Last night I was reminded that I am a child and God is my Father. I am a child of the Creator, of the King, of the Almighty. Yet He stoops down and whispers in my ear. He listens to what I have to say, good or bad. He watches over me and delights in me, dancing when I dance, crying when I cry, laughing when I laugh, and watching with glee as I discover His gifts for me.
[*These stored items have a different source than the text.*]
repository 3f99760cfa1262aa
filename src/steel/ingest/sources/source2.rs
//! Supplier listing coils under a single German free-text designation such as
//! `DX51D +Z140 Ma-C 1,50 x 1350,00 x 2850,00`.

use tracing::debug;

use super::{FieldMap, MetadataField, OrderField};
use crate::steel::ingest::descriptor;
use crate::steel::ingest::error::Result;
use crate::steel::ingest::model::{MetadataRecord, ScalarValue, TableRow};

pub const DESIGNATION_HEADER: &str = "Materialbezeichnung";

pub const ORDER_INFO_FIELDS: &[(&str, OrderField)] = &[
    ("Artikel", OrderField::MaterialName),
    ("Menge", OrderField::Quantity),
    ("Einheit", OrderField::Unit),
    ("Gewicht (kg)", OrderField::Weight),
    ("Preis", OrderField::PricePerUnit),
];

pub const METADATA_FIELDS: &[(&str, MetadataField)] =
    &[(DESIGNATION_HEADER, MetadataField::Description("de"))];

pub const FIELDS: FieldMap = FieldMap {
    order_info: ORDER_INFO_FIELDS,
    metadata: METADATA_FIELDS,
    composition: &[],
    default_unit: None,
    refine: Some(apply_designation),
};

/// Folds the parsed designation into the record. Fields the designation does
/// not carry stay absent.
fn apply_designation(row: &TableRow<'_>, record: &mut MetadataRecord) -> Result<()> {
    let Some(text) = row.text(DESIGNATION_HEADER) else {
        return Ok(());
    };
    let parsed = descriptor::parse(&text)?;
    if parsed.is_empty() {
        debug!(row = row.row_number(), designation = %text, "designation not recognised");
        return Ok(());
    }

    record.grade = parsed.grade;
    record.coating = parsed.coating;
    if let Some(finish) = parsed.finish {
        record.finish_i18n.insert("de".to_string(), finish);
    }
    if let Some(tag) = parsed.tag {
        record
            .additional_info
            .insert("tag".to_string(), ScalarValue::String(tag));
    }
    record.thickness_mm = parsed.dimensions.height;
    record.width_mm = parsed.dimensions.width;
    record.length_mm = parsed.dimensions.length;
    Ok(())
}
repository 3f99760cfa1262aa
pub mod excel_read;
pub mod excel_write;
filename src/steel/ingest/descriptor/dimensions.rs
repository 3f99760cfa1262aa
use crate::steel::ingest::error::{IngestError, Result};
use crate::steel::ingest::model::parse_decimal;

/// Decomposed dimensions of a coil or sheet, in millimetres.
#[derive(Debug, Clone, Copy, Default, PartialEq)]
pub struct Dimensions {
    pub length: Option<f64>,
    pub width: Option<f64>,
    pub height: Option<f64>,
}

impl Dimensions {
    pub fn is_empty(&self) -> bool {
        self.length.is_none() && self.width.is_none() && self.height.is_none()
    }
}

/// Splits a dimension string such as `"1,50 x 1350,00 x 2850,00"` on `x`.
///
/// Three parts read as height, width, length; two parts as height and width
/// with no length. Any other part count yields empty dimensions.
pub fn decompose(text: &str) -> Result<Dimensions> {
    let parts: Vec<&str> = text.split('x').map(str::trim).collect();

    match parts.as_slice() {
        [height, width, length] => Ok(Dimensions {
            length: Some(parse_part(length)?),
            width: Some(parse_part(width)?),
            height: Some(parse_part(height)?),
        }),
        [height, width] => Ok(Dimensions {
            length: None,
            width: Some(parse_part(width)?),
            height: Some(parse_part(height)?),
        }),
        _ => Ok(Dimensions::default()),
    }
}

fn parse_part(part: &str) -> Result<f64> {
    parse_decimal(part).ok_or_else(|| IngestError::NumericFormat {
        value: part.to_string(),
    })
}
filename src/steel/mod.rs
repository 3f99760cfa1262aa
pub mod ingest;
//! Supplier of defect lots. The defect description carries German and English
//! text separated by `/`.

use super::{FieldMap, MetadataField, OrderField};
use crate::steel::ingest::error::Result;
use crate::steel::ingest::model::{MetadataRecord, TableRow};

pub const DEFECT_HEADER: &str = "Defect description";

pub const ORDER_INFO_FIELDS: &[(&str, OrderField)] = &[
    ("Quantity", OrderField::Quantity),
    ("Weight", OrderField::Weight),
];

pub const METADATA_FIELDS: &[(&str, MetadataField)] = &[
    ("Grade", MetadataField::Grade),
    ("Coating", MetadataField::Coating),
    ("Finish", MetadataField::Finish("en")),
    ("Thickness", MetadataField::ThicknessMm),
    ("Width", MetadataField::WidthMm),
    ("Length", MetadataField::LengthMm),
];

pub const FIELDS: FieldMap = FieldMap {
    order_info: ORDER_INFO_FIELDS,
    metadata: METADATA_FIELDS,
    composition: &[],
    default_unit: Some("kg"),
    refine: Some(apply_defect_description),
};

fn apply_defect_description(row: &TableRow<'_>, record: &mut MetadataRecord) -> Result<()> {
    if let Some(text) = row.text(DEFECT_HEADER) {
        for (language, value) in split_languages(&text) {
            record
                .description_i18n
                .insert(language.to_string(), value.to_string());
        }
    }
    Ok(())
}

/// Splits `"de / en"` positionally; text without `/` is German only.
pub fn split_languages(text: &str) -> Vec<(&'static str, &str)> {
    let parts: Vec<(&'static str, &str)> = match text.split_once('/') {
        Some((german, english)) => vec![("de", german.trim()), ("en", english.trim())],
        None => vec![("de", text.trim())],
    };
    parts
        .into_iter()
        .filter(|(_, value)| !value.is_empty())
        .collect()
}
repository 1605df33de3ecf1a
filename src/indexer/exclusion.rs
use regex::Regex;
use std::path::Path;

/// Name of the rule file looked up at the root of an indexed directory.
pub const EXCLUDE_FILE_NAME: &str = ".exclude_patterns";

/// Ordered regular expressions; a path is excluded if any of them matches
/// anywhere in it.
#[derive(Debug, Clone, Default)]
pub struct ExclusionRules {
    rules: Vec<Regex>,
}

impl ExclusionRules {
    pub fn empty() -> Self {
        Self::default()
    }

    /// One rule per non-blank line. Lines that are not valid regexes are
    /// logged and dropped; the rest still apply.
    pub fn parse(text: &str) -> Self {
        let rules = text
            .lines()
            .map(str::trim)
            .filter(|line| !line.is_empty())
            .filter_map(|line| match Regex::new(line) {
                Ok(rule) => Some(rule),
                Err(e) => {
                    tracing::warn!("Skipping invalid exclusion pattern {:?}: {}", line, e);
                    None
                }
            })
            .collect();

        Self { rules }
    }

    /// Reads `<root>/.exclude_patterns`. A missing or unreadable file
    /// yields no rules.
    pub fn load(root: &Path) -> Self {
        let file = root.join(EXCLUDE_FILE_NAME);
        if !file.exists() {
            return Self::empty();
        }

        match std::fs::read_to_string(&file) {
            Ok(text) => {
                let rules = Self::parse(&text);
                tracing::info!(
                    "Loaded {} exclusion pattern(s) from {}",
                    rules.len(),
                    file.display()
                );
                rules
            }
            Err(e) => {
                tracing::error!("Failed to read exclusion patterns {}: {}", file.display(), e);
                Self::empty()
            }
        }
    }

    pub fn is_excluded(&self, path: &str) -> bool {
        match self.rules.iter().find(|rule| rule.is_match(path)) {
            Some(rule) => {
                tracing::debug!("{} excluded by pattern {}", path, rule.as_str());
                true
            }
            None => false,
        }
    }

    pub(crate) fn len(&self) -> usize {
        self.rules.len()
    }
}
//! Content Indexer Module
//!
//! Turns a directory of files into catalog entries.
//!
//! ## Workflow
//! 1. **Rules**: loads `.exclude_patterns` from the root of the indexed directory.
//! 2. **Walk**: visits every regular file under the root in file-name order.
//! 3. **Fingerprint**: streams each file through BLAKE3 (128-bit, hex).
//! 4. **Classify**: assigns a category label, only for fingerprints not yet catalogued.
//! 5. **Store**: inserts the entry; an existing fingerprint is skipped, never updated.
//!
//! ## Submodules
//! - **`classify`**: the pure path/extension categorisation.
//! - **`exclusion`**: the per-run exclusion rule set.
//! - **`fingerprint`**: chunked content hashing.
//! - **`indexer`**: the walk itself.
//! - **`handlers`**: manual index trigger and catalog size endpoints.

pub mod classify;
pub mod exclusion;
pub mod fingerprint;
pub mod handlers;
pub mod indexer;
pub mod types;

pub use indexer::Indexer;
use super::client::PeerClient;
use super::service::MembershipService;
use super::types::PeerId;

use std::collections::BTreeSet;
use std::sync::Arc;
use tokio::task::JoinSet;

/// Heartbeat sweeper. Evicts peers whose liveness probe fails.
pub struct FailureDetector {
    membership: Arc<MembershipService>,
    client: PeerClient,
    connectivity_url: String,
}

impl FailureDetector {
    pub fn new(membership: Arc<MembershipService>, connectivity_url: impl Into<String>) -> Arc<Self> {
        let client = membership.client().clone();
        Arc::new(Self {
            membership,
            client,
            connectivity_url: connectivity_url.into(),
        })
    }

    /// Probes every known peer concurrently and evicts the failures in one batch.
    ///
    /// If our own connectivity probe fails nothing is evicted, since a dead
    /// peer and a dead uplink look the same from here.
    pub async fn check_all(&self) -> BTreeSet<PeerId> {
        tracing::info!("Running heartbeat checker...");

        let peers = self.membership.known_peers().await;
        if peers.is_empty() {
            return BTreeSet::new();
        }

        if !self.client.check_connectivity(&self.connectivity_url).await {
            tracing::error!("No internet connection, cannot perform heartbeat check");
            return BTreeSet::new();
        }

        let mut probes = JoinSet::new();
        for peer in peers {
            let client = self.client.clone();
            probes.spawn(async move {
                let alive = client.heartbeat(&peer).await;
                (peer, alive)
            });
        }

        let mut evicted = BTreeSet::new();
        while let Some(joined) = probes.join_next().await {
            match joined {
                Ok((peer, true)) => tracing::debug!("Peer {} is alive", peer),
                Ok((peer, false)) => {
                    tracing::info!("Peer {} is unreachable or invalid, evicting", peer);
                    evicted.insert(peer);
                }
                Err(e) => tracing::error!("Heartbeat probe task failed: {}", e),
            }
        }

        self.membership.remove_peers(&evicted).await;
        evicted
    }
}
use super::types::{LocalSearchRequest, SearchResult, download_uri};
use crate::catalog::{CatalogStore, SearchQuery};
use crate::config::Protocol;
use crate::membership::MembershipService;
use crate::membership::types::PeerId;

use std::cmp::Ordering;
use std::sync::Arc;
use tokio::sync::Semaphore;
use tokio::task::JoinSet;

pub struct SearchCoordinator {
    catalog: Arc<dyn CatalogStore>,
    membership: Arc<MembershipService>,
    protocol: Protocol,
    /// Caps simultaneous outbound search calls; `None` leaves the fan-out unbounded.
    fanout_limit: Option<Arc<Semaphore>>,
}

impl SearchCoordinator {
    pub fn new(
        catalog: Arc<dyn CatalogStore>,
        membership: Arc<MembershipService>,
        protocol: Protocol,
        fanout_limit: Option<usize>,
    ) -> Arc<Self> {
        Arc::new(Self {
            catalog,
            membership,
            protocol,
            fanout_limit: fanout_limit.map(|limit| Arc::new(Semaphore::new(limit))),
        })
    }

    /// Queries this node's catalog only.
    pub fn local_search(&self, query: &SearchQuery) -> Vec<SearchResult> {
        let node_id = self.membership.node_id();
        let mut results: Vec<SearchResult> = self
            .catalog
            .query(query)
            .into_iter()
            .map(|entry| SearchResult::from_entry(entry, node_id, self.protocol))
            .collect();
        rank(&mut results);
        results
    }

    /// Queries the local catalog, then every known peer in parallel, and
    /// returns the merged list ranked by popularity.
    ///
    /// A peer that errors or times out contributes nothing.
    pub async fn search(&self, query: &SearchQuery) -> Vec<SearchResult> {
        let mut results = self.local_search(query);
        let local_count = results.len();

        let node_id = self.membership.node_id().to_string();
        let peers: Vec<PeerId> = self
            .membership
            .known_peers()
            .await
            .into_iter()
            .filter(|peer| *peer != node_id)
            .collect();

        let req = LocalSearchRequest::from(query);
        let mut calls = JoinSet::new();
        for peer in peers {
            let client = self.membership.client().clone();
            let req = req.clone();
            let limit = self.fanout_limit.clone();
            calls.spawn(async move {
                let _permit = match limit {
                    Some(semaphore) => semaphore.acquire_owned().await.ok(),
                    None => None,
                };
                let outcome = client.local_search(&peer, &req).await;
                (peer, outcome)
            });
        }

        while let Some(joined) = calls.join_next().await {
            match joined {
                Ok((peer, Ok(remote))) => {
                    tracing::debug!("{} result(s) from {}", remote.len(), peer);
                    results.extend(
                        remote
                            .into_iter()
                            .map(|result| stamp_origin(result, &peer, self.protocol)),
                    );
                }
                Ok((peer, Err(e))) => {
                    tracing::warn!("Remote search on {} failed: {}", peer, e);
                }
                Err(e) => tracing::error!("Remote search task failed: {}", e),
            }
        }

        tracing::info!(
            "Search '{}' returned {} local and {} remote result(s)",
            query.term,
            local_count,
            results.len() - local_count
        );

        rank(&mut results);
        results
    }
}

/// Attributes a remote result to the peer that was dialed and rebuilds
/// its download link from that peer.
fn stamp_origin(mut result: SearchResult, peer: &str, protocol: Protocol) -> SearchResult {
    result.origin_peer = peer.to_string();
    result.download_uri = download_uri(protocol, peer, &result.fingerprint);
    result
}

/// Most popular first; ties broken by origin, name, fingerprint, then path.
pub fn rank(results: &mut [SearchResult]) {
    results.sort_by(compare);
}

fn compare(a: &SearchResult, b: &SearchResult) -> Ordering {
    b.popularity
        .cmp(&a.popularity)
        .then_with(|| a.origin_peer.cmp(&b.origin_peer))
        .then_with(|| a.name.cmp(&b.name))
        .then_with(|| a.fingerprint.cmp(&b.fingerprint))
        .then_with(|| a.path.cmp(&b.path))
}
//! Node Configuration
//!
//! A single explicit record, populated once at startup from command-line
//! flags or the matching environment variables, validated, and then handed
//! to each component's constructor.

use crate::error::ConfigError;
use clap::Parser;
use std::net::SocketAddr;
use std::path::PathBuf;
use std::time::Duration;

/// Scheme used when building download URIs for search results.
#[derive(Debug, Clone, Copy, PartialEq, Eq)]
pub enum Protocol {
    Http,
    Https,
}

impl Protocol {
    pub fn as_str(&self) -> &'static str {
        match self {
            Protocol::Http => "http",
            Protocol::Https => "https",
        }
    }
}

impl std::fmt::Display for Protocol {
    fn fmt(&self, f: &mut std::fmt::Formatter<'_>) -> std::fmt::Result {
        f.write_str(self.as_str())
    }
}

/// Odin node - indexes a directory and searches it across a peer mesh
#[derive(Parser, Debug, Clone)]
#[command(name = "odin-node")]
#[command(version, about, long_about = None)]
pub struct NodeConfig {
    /// This node's own peer id (`host:port`), as other peers dial it
    #[arg(long, env = "NODE_ID", default_value = "127.0.0.1:5000")]
    pub node_id: String,

    /// Listen address; defaults to 0.0.0.0 on the port of `node_id`
    #[arg(long, env = "NODE_BIND")]
    pub bind: Option<SocketAddr>,

    /// Root directory to index
    #[arg(long, env = "DIRECTORY")]
    pub directory: Option<PathBuf>,

    /// Local hour of day (0-23) at which the daily index run happens
    #[arg(long, env = "INDEX_FILES_TIME", default_value_t = 1)]
    pub index_hour: u32,

    /// Hours between announce cycles
    #[arg(long, env = "PEER_DISCOVER_INTERVAL", default_value_t = 1)]
    pub announce_interval_hours: u64,

    /// Minutes between heartbeat sweeps
    #[arg(long, env = "HEARTBEAT_INTERVAL", default_value_t = 10)]
    pub heartbeat_interval_minutes: u64,

    /// URL returning a JSON array of peer ids, fetched once at startup
    #[arg(long, env = "URL")]
    pub bootstrap_url: Option<String>,

    /// Serve download links over https
    #[arg(long, env = "ENABLE_SSL", default_value_t = false)]
    pub enable_ssl: bool,

    /// Seed peers, comma separated
    #[arg(long, env = "KNOWN_NODES", value_delimiter = ',')]
    pub known_nodes: Vec<String>,

    /// Where the catalog snapshot is kept between restarts
    #[arg(long, env = "CATALOG_PATH", default_value = "catalog.json")]
    pub catalog_path: PathBuf,

    /// Timeout for every outbound peer call, in seconds
    #[arg(long, env = "PEER_TIMEOUT", default_value_t = 5)]
    pub peer_timeout_secs: u64,

    /// First announce retry delay in milliseconds; doubles per attempt
    #[arg(long, env = "ANNOUNCE_BACKOFF_MS", default_value_t = 1000)]
    pub announce_backoff_ms: u64,

    /// External endpoint probed before a heartbeat sweep
    #[arg(long, env = "CONNECTIVITY_URL", default_value = "http://www.google.com")]
    pub connectivity_url: String,

    /// Cap on simultaneous outbound search calls (unbounded when unset)
    #[arg(long, env = "SEARCH_FANOUT_LIMIT")]
    pub search_fanout_limit: Option<usize>,
}

impl NodeConfig {
    pub fn validate(&self) -> Result<(), ConfigError> {
        if self.node_id.trim().is_empty() {
            return Err(ConfigError::EmptyNodeId);
        }
        if self.index_hour > 23 {
            return Err(ConfigError::InvalidIndexHour(self.index_hour));
        }
        if self.announce_interval_hours == 0 {
            return Err(ConfigError::ZeroInterval {
                name: "announce interval",
            });
        }
        if self.heartbeat_interval_minutes == 0 {
            return Err(ConfigError::ZeroInterval {
                name: "heartbeat interval",
            });
        }
        if self.announce_interval_hours.checked_mul(3600).is_none() {
            return Err(ConfigError::IntervalTooLarge {
                name: "announce interval",
            });
        }
        if self.heartbeat_interval_minutes.checked_mul(60).is_none() {
            return Err(ConfigError::IntervalTooLarge {
                name: "heartbeat interval",
            });
        }
        if self.peer_timeout_secs == 0 {
            return Err(ConfigError::ZeroInterval {
                name: "peer timeout",
            });
        }
        if self.search_fanout_limit == Some(0) {
            return Err(ConfigError::ZeroInterval {
                name: "search fan-out limit",
            });
        }
        self.bind_addr()?;
        Ok(())
    }

    pub fn protocol(&self) -> Protocol {
        if self.enable_ssl {
            Protocol::Https
        } else {
            Protocol::Http
        }
    }

    /// Resolves the listen address, falling back to the port in `node_id`.
    pub fn bind_addr(&self) -> Result<SocketAddr, ConfigError> {
        if let Some(bind) = self.bind {
            return Ok(bind);
        }
        let port = self
            .node_id
            .rsplit_once(':')
            .and_then(|(_, port)| port.parse::<u16>().ok())
            .ok_or_else(|| ConfigError::InvalidBind(self.node_id.clone()))?;
        Ok(SocketAddr::from(([0, 0, 0, 0], port)))
    }

    /// Seed peers with surrounding whitespace and blanks removed.
    pub fn seed_peers(&self) -> Vec<String> {
        self.known_nodes
            .iter()
            .map(|peer| peer.trim().to_string())
            .filter(|peer| !peer.is_empty())
            .collect()
    }

    pub fn peer_timeout(&self) -> Duration {
        Duration::from_secs(self.peer_timeout_secs)
    }

    pub fn announce_backoff(&self) -> Duration {
        Duration::from_millis(self.announce_backoff_ms)
    }

    pub fn announce_interval(&self) -> Duration {
        Duration::from_secs(self.announce_interval_hours.saturating_mul(3600))
    }

    pub fn heartbeat_interval(&self) -> Duration {
        Duration::from_secs(self.heartbeat_interval_minutes.saturating_mul(60))
    }

    /// A configuration with defaults suitable for in-process tests.
    ///
    /// Timeouts and backoff are short and nothing points outside localhost.
    pub fn for_testing(node_id: &str) -> Self {
        Self {
            node_id: node_id.to_string(),
            bind: None,
            directory: None,
            index_hour: 1,
            announce_interval_hours: 1,
            heartbeat_interval_minutes: 10,
            bootstrap_url: None,
            enable_ssl: false,
            known_nodes: Vec::new(),
            catalog_path: PathBuf::from("catalog.json"),
            peer_timeout_secs: 2,
            announce_backoff_ms: 10,
            connectivity_url: "http://127.0.0.1:9".to_string(),
            search_fanout_limit: None,
        }
    }
}

#[cfg(test)]
mod tests {
    use super::*;

    #[test]
    fn test_defaults_parse_from_empty_args() {
        let config = NodeConfig::try_parse_from(["odin-node"]).unwrap();

        assert_eq!(config.node_id, "127.0.0.1:5000");
        assert_eq!(config.index_hour, 1);
        assert_eq!(config.heartbeat_interval_minutes, 10);
        assert_eq!(config.protocol(), Protocol::Http);
        assert!(config.validate().is_ok());
    }

    #[test]
    fn test_known_nodes_split_and_trimmed() {
        let config = NodeConfig::try_parse_from([
            "odin-node",
            "--known-nodes",
            "10.0.0.1:5000, 10.0.0.2:5000,,",
        ])
        .unwrap();

        assert_eq!(config.seed_peers(), vec!["10.0.0.1:5000", "10.0.0.2:5000"]);
    }

    #[test]
    fn test_bind_defaults_to_node_id_port() {
        let config = NodeConfig::for_testing("example.org:7001");
        let bind = config.bind_addr().unwrap();

        assert_eq!(bind.port(), 7001);
        assert!(bind.ip().is_unspecified());
    }

    #[test]
    fn test_node_id_without_port_needs_explicit_bind() {
        let mut config = NodeConfig::for_testing("example.org");
        assert!(matches!(
            config.validate(),
            Err(ConfigError::InvalidBind(_))
        ));

        config.bind = Some("127.0.0.1:8000".parse().unwrap());
        assert!(config.validate().is_ok());
    }

    #[test]
    fn test_invalid_hour_rejected() {
        let mut config = NodeConfig::for_testing("127.0.0.1:5000");
        config.index_hour = 24;

        assert!(matches!(
            config.validate(),
            Err(ConfigError::InvalidIndexHour(24))
        ));
    }

    #[test]
    fn test_zero_intervals_rejected() {
        let mut config = NodeConfig::for_testing("127.0.0.1:5000");
        config.heartbeat_interval_minutes = 0;
        assert!(config.validate().is_err());

        let mut config = NodeConfig::for_testing("127.0.0.1:5000");
        config.search_fanout_limit = Some(0);
        assert!(config.validate().is_err());
    }

    #[test]
    fn test_oversized_intervals_rejected_without_overflow() {
        let mut config = NodeConfig::for_testing("127.0.0.1:5000");
        config.announce_interval_hours = u64::MAX;

        assert!(matches!(
            config.validate(),
            Err(ConfigError::IntervalTooLarge { .. })
        ));
        assert_eq!(config.announce_interval(), Duration::from_secs(u64::MAX));

        let mut config = NodeConfig::for_testing("127.0.0.1:5000");
        config.heartbeat_interval_minutes = u64::MAX / 2;

        assert!(matches!(
            config.validate(),
            Err(ConfigError::IntervalTooLarge { .. })
        ));
        assert_eq!(config.heartbeat_interval(), Duration::from_secs(u64::MAX));
    }

    #[test]
    fn test_ssl_switches_protocol() {
        let mut config = NodeConfig::for_testing("127.0.0.1:5000");
        config.enable_ssl = true;

        assert_eq!(config.protocol(), Protocol::Https);
        assert_eq!(config.protocol().to_string(), "https");
    }
}
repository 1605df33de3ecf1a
use super::protocol::{AnnounceRequest, AnnounceResponse, HeartbeatResponse, KnownNodesPush};
use super::service::MembershipService;
use super::types::PeerId;
use axum::http::StatusCode;
use axum::{Extension, Json};
use std::sync::Arc;

pub async fn handle_announce(
    Extension(membership): Extension<Arc<MembershipService>>,
    Json(req): Json<AnnounceRequest>,
) -> (StatusCode, Json<AnnounceResponse>) {
    if req.node_id.trim().is_empty() {
        tracing::warn!("Rejected announce without node_id");
        return (StatusCode::BAD_REQUEST, Json(AnnounceResponse::default()));
    }

    let known_nodes = membership.handle_announcement(req).await;
    (StatusCode::OK, Json(AnnounceResponse { known_nodes }))
}

pub async fn handle_announce_reply(
    Extension(membership): Extension<Arc<MembershipService>>,
    Json(push): Json<KnownNodesPush>,
) -> StatusCode {
    let added = membership.merge(push.known_nodes).await;
    tracing::debug!("Announce reply merged {} new peer(s)", added);
    StatusCode::OK
}

pub async fn handle_heartbeat(
    Extension(membership): Extension<Arc<MembershipService>>,
) -> Json<HeartbeatResponse> {
    Json(HeartbeatResponse {
        status: "alive".to_string(),
        heartbeat: membership.node_id().to_string(),
    })
}

pub async fn handle_nodes(
    Extension(membership): Extension<Arc<MembershipService>>,
) -> Json<Vec<PeerId>> {
    Json(membership.known_peers().await)
}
He disciplines me when I need it, then steers me back ever so gently to the path I've wandered off. He holds me close when I need comfort and then guides me through the waters of confusion and uncertainty, showing me that He is sovereign still. He meets me in the quiet and speaks His words of wisdom to me and tells me I'm beautiful. He protects me and His heart goes out to me and yearns for me. He doesn't hold anything against me, but chooses to forget and forgive, because of His love and grace and His Son's sacrifice on the cross. He is with me every moment, gently pursuing me and calling me to Him, even when I'm not listening. He doesn't force anything, but waits patiently and allows me to make my own choices, though I soon realise that I need His guidance in everything. He knows that, but is kind and patient and forgiving. His love never changes, never fails, never waivers. He looks at me through the glory and righteousness that is Jesus, and sees me as holy and pure. He sees what He has created me to be and encourages me to discover the endless gifts He has placed within me.
He does all this for me. Do I realise it all the time? Do I live in this truth all the time? Honestly, no. But that's the thing, no matter what I feel or do, this IS the truth, nothing can change it, nothing ever will. Imagine the possibilities and pure joy of life if I learn to live under this truth every moment of every day. That's my prayer, that I will.